The job of picking your premium players can sometimes be a tough one one for fantasy coaches. Ideally you want these players to be high scoring, durable, reliable and feature in the top dozen averaging players across their positional line - in other words, we want them to be our 'set and forget' players.
But what happens when you have two premiums on your mind, you can only afford one and it seems impossible to split them? The Tragic is here to help. In the lead up to round one, The Tragic will be pitting some of the best premium players against one another to help coaches make the tough decision.
Welcome to the Head 2 Head series... So, who will you choose?
These two little wrecking balls have very similar physical attributes and therefore play similar roles for their respective teams. Both Hannebery and Neale have the rare quality of being able to play both inside out and outside game styles which has made for a well rounded stats sheet as they have the ability to fill every relevant fantasy column.
At just 23 years of age, Lachie Neale has stamped himself as one of the great ball hunters of the competition over the past two years. He set an astonishing career best record of 33.5 touches per games in 2016, which also happened to be the best in the league. That backed up his 2015 breakout season of averaging 27.4 disposals, so it's no fluke - he can find the ball. As a consequence, Neale also had his best fantasy season recording a season average of 111.1 while playing all 22 games. He was a picture of consistency the whole season, knocking up 15 scores above 100 and 9 monster scores of 120+. He can can HUGE on his day and win you the round against an opponent off his own game which is one of the great upsides to having him in your team. 2017 brings his midfield counterpart Nat Fyfe back into the equation as fantasy coaches wonder how this will affect the ball winning ability of Neale. Fyfe will no doubt cop the number one tag from opposition teams, leaving Neale to do what he does best in the centre, so it can only be a good thing in my opinion. Add the fact that Sandilands is back and will be handing it to the both of them on a silver platter and Freo's anticipated rise up the ladder, Lachie Neale could very well improve on his elite 2016 season.

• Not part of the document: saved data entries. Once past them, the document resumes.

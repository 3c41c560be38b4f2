//! Token issue, decode, and revocation checks.

use chrono::Utc;
use jsonwebtoken::{Algorithm, DecodingKey, EncodingKey, Header, Validation};
use tracing::instrument;

use merchmint_core::{AccountId, LedgerError, LedgerResult};
use merchmint_ledger::LedgerStore;

use crate::claims::TokenClaims;

/// Issues and validates HS256 bearer tokens and enforces
/// single-active-session per account.
pub struct SessionAuthority {
    encoding: EncodingKey,
    decoding: DecodingKey,
    validation: Validation,
}

impl SessionAuthority {
    pub fn new(secret: &str) -> Self {
        let mut validation = Validation::new(Algorithm::HS256);
        // Expiry is compared by the caller against the embedded claims, not
        // during decode.
        validation.validate_exp = false;
        validation.required_spec_claims.clear();

        Self {
            encoding: EncodingKey::from_secret(secret.as_bytes()),
            decoding: DecodingKey::from_secret(secret.as_bytes()),
            validation,
        }
    }

    /// Sign a fresh token and replace the account's live token row.
    ///
    /// Replacement happens in one unit of work, so a previously issued token
    /// stops passing [`check_access`](Self::check_access) the instant the
    /// new one exists. Login on a second device invalidates the first.
    #[instrument(skip(self, store), err)]
    pub async fn issue_token<S: LedgerStore>(
        &self,
        store: &S,
        account_id: AccountId,
        email: &str,
    ) -> LedgerResult<String> {
        let claims = TokenClaims::issue(account_id, email, Utc::now());
        let value = jsonwebtoken::encode(&Header::new(Algorithm::HS256), &claims, &self.encoding)
            .map_err(|e| LedgerError::token_generation(e.to_string()))?;

        let mut tx = store.begin().await?;
        match tx
            .replace_token(account_id, &value, claims.issued_at(), claims.expires_at())
            .await
        {
            Ok(()) => {
                tx.commit().await?;
                Ok(value)
            }
            Err(err) => {
                let _ = tx.rollback().await;
                Err(err)
            }
        }
    }

    /// Verify signature and structure; returns the embedded claims.
    ///
    /// Does not check expiry against the clock and does not check
    /// revocation — callers compare `expires_at` themselves and then consult
    /// [`check_access`](Self::check_access).
    pub fn decode_token(&self, value: &str) -> LedgerResult<TokenClaims> {
        jsonwebtoken::decode::<TokenClaims>(value, &self.decoding, &self.validation)
            .map(|data| data.claims)
            .map_err(|e| LedgerError::invalid_token(e.to_string()))
    }

    /// Whether `value` is the live token for `claimed_account_id`.
    ///
    /// No stored row means revoked-or-unknown: `false`, not an error. This
    /// is the revocation check — a superseded token still carries a valid
    /// signature but no longer has a row.
    #[instrument(skip(self, store, value), err)]
    pub async fn check_access<S: LedgerStore>(
        &self,
        store: &S,
        value: &str,
        claimed_account_id: AccountId,
    ) -> LedgerResult<bool> {
        let mut tx = store.begin().await?;
        let owner = tx.find_token_owner(value).await;
        let _ = tx.rollback().await;
        Ok(owner? == Some(claimed_account_id))
    }
}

Dan Hannebery will be entering his ninth season as an AFL player and the little Sydney nugget managed to backup his 2015 breakout season with a 107.4 fantasy average in 2016. Hanners was slightly down on his output last season, though only marginally, he averaged less marks (3.6) and tackles (4.9) per game compared to 2015 while improving his disposal rate by .8 to average 30.8 for the season. Based on this, you wouldn't expect Hanners to take his game to the 'uber' premium status of midfielders and clock up a 110+ average in 2017. It's more than likely he stays around that 105-108 region as his role and position as a midfielder in the Swans lineup shouldn't change next year. Still only 25 years of age, he has an amazing injury record over his career and is as durable as they come. From 2010, Hannebery has played year totals of 21,24,25,24,19,24 and most recently 26 games - that's impressive for a player that goes at the ball as hard as he does. After a slow start to 2016 with scores of 76,96 and 100, he would have had some fantasy coaches worried with his premium price tag dropping. Though he came home with the goods in the final five round to finish with an average of 121.4 between rounds 19-23.
You can't go wrong with either of these two bulls, though I do like the fact that Neale will have less pressure on him in 2017 with the return of Fyfe and Sandilands. I can forecast that Hanners won't be dropping on his average, if at all - though I also don't see him moving into the uber elite bracket that Lachie went to in 2016. It's Neale for mine as for some reason, coaches will tend to steer clear of him and he could prove to be a great point of difference - especially when he explodes for those 140+ games.